DATASET CONTENT START

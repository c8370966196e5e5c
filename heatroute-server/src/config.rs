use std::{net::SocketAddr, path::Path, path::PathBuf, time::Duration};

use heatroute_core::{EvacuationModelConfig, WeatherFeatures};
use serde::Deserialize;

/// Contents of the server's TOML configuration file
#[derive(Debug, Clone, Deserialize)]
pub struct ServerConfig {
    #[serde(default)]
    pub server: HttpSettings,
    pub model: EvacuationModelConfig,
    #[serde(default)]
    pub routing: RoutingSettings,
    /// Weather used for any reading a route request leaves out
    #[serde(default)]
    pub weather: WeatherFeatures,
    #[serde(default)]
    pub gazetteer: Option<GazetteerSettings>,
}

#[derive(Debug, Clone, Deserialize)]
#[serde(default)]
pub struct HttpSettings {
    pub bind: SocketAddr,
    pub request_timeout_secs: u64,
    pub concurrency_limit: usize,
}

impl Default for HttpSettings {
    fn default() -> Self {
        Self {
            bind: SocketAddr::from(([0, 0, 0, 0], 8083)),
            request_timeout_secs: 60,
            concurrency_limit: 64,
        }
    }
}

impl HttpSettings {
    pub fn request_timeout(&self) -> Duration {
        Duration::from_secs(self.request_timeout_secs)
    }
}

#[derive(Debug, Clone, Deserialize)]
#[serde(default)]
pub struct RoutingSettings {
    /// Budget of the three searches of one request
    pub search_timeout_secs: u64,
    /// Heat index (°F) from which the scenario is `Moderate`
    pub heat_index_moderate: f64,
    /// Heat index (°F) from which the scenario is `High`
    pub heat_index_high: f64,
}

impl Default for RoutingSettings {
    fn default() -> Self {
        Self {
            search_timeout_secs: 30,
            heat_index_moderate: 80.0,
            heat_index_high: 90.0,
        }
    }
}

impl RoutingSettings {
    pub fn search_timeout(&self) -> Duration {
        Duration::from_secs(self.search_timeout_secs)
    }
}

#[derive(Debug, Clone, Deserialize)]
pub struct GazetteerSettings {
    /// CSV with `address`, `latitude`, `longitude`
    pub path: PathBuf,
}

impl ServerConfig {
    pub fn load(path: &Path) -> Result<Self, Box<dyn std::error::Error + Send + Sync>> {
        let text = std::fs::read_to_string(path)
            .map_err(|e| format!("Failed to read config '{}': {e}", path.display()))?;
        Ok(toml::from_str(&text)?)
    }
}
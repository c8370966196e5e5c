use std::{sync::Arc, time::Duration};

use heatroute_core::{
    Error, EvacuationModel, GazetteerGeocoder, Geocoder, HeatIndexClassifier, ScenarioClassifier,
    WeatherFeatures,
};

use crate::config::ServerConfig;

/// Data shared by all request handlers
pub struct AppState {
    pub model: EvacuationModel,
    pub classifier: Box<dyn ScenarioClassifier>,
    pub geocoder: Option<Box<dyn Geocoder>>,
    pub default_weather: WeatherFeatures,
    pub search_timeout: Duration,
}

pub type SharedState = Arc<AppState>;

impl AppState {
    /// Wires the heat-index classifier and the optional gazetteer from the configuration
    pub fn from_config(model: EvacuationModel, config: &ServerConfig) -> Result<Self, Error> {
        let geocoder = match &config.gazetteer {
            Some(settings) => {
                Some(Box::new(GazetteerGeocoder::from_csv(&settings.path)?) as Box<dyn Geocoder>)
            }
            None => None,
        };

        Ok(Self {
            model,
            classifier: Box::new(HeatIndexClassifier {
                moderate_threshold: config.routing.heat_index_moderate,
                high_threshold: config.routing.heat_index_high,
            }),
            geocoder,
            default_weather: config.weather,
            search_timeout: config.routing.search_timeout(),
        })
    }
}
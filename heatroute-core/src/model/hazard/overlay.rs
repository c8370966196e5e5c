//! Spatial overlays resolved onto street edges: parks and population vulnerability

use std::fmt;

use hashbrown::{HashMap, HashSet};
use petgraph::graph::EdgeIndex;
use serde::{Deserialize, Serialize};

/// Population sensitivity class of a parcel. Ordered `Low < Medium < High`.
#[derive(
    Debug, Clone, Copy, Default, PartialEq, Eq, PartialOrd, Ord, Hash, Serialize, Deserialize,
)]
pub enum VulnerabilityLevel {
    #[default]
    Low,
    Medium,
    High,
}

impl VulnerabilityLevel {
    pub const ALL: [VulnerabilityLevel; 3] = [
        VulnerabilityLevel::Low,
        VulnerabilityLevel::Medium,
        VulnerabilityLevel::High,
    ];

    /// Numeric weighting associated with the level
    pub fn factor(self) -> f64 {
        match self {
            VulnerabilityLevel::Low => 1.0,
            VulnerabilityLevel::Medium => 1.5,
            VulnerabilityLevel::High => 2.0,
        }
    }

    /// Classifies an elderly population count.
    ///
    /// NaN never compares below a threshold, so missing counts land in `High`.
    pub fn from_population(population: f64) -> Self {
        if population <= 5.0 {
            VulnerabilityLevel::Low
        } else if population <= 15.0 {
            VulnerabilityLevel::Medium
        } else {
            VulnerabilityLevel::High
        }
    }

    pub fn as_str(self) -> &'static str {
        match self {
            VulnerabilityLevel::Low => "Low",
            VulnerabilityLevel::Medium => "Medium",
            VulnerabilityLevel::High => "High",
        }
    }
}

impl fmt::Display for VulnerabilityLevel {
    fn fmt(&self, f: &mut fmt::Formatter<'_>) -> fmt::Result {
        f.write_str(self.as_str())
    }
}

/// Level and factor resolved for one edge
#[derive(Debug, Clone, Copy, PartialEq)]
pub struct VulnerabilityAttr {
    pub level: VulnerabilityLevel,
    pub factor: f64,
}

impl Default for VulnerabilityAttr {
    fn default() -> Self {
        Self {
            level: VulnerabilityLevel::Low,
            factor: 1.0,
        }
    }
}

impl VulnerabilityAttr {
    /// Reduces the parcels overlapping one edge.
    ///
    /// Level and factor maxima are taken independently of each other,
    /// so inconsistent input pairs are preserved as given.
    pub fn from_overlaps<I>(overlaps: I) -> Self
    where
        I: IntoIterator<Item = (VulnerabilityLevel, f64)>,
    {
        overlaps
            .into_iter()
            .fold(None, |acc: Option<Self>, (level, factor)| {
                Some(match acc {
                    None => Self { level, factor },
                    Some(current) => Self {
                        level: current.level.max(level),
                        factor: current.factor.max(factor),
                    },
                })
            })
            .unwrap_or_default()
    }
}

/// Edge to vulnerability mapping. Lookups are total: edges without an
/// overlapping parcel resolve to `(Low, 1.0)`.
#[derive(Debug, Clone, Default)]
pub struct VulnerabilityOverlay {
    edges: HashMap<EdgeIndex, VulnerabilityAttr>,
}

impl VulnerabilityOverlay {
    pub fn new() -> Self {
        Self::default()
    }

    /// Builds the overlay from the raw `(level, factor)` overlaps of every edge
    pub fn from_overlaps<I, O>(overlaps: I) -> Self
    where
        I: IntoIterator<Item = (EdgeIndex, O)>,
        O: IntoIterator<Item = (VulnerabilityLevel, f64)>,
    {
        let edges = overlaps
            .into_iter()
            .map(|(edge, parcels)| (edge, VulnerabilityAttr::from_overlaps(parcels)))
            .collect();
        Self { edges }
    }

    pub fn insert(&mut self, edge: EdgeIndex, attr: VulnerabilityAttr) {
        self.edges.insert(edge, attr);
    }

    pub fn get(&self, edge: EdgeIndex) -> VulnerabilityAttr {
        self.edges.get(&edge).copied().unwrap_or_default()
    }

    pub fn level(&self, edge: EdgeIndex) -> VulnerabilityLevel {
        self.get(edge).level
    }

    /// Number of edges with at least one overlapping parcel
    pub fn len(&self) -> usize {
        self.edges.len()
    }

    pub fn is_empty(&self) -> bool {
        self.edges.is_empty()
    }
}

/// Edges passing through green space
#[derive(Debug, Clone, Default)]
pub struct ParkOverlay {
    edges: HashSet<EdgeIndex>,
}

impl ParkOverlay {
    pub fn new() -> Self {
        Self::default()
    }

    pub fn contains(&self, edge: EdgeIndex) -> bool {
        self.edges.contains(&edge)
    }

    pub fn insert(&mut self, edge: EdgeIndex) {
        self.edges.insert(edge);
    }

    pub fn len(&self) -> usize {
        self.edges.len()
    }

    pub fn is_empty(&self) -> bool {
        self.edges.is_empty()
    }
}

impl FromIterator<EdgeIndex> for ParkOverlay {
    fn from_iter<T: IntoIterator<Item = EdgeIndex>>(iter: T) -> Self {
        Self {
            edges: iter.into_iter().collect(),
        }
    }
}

DATASET CONTENT END

### TRY IT
Please reproduce, exactly as they appear above, the lines from the line containing "pub struct HttpSettings" up to and including the line containing "pub fn request_timeout(&self)".

### REPLY
pub struct HttpSettings {
    pub bind: SocketAddr,
    pub request_timeout_secs: u64,
    pub concurrency_limit: usize,
}

impl Default for HttpSettings {
    fn default() -> Self {
        Self {
            bind: SocketAddr::from(([0, 0, 0, 0], 8083)),
            request_timeout_secs: 60,
            concurrency_limit: 64,
        }
    }
}

impl HttpSettings {
    pub fn request_timeout(&self) -> Duration {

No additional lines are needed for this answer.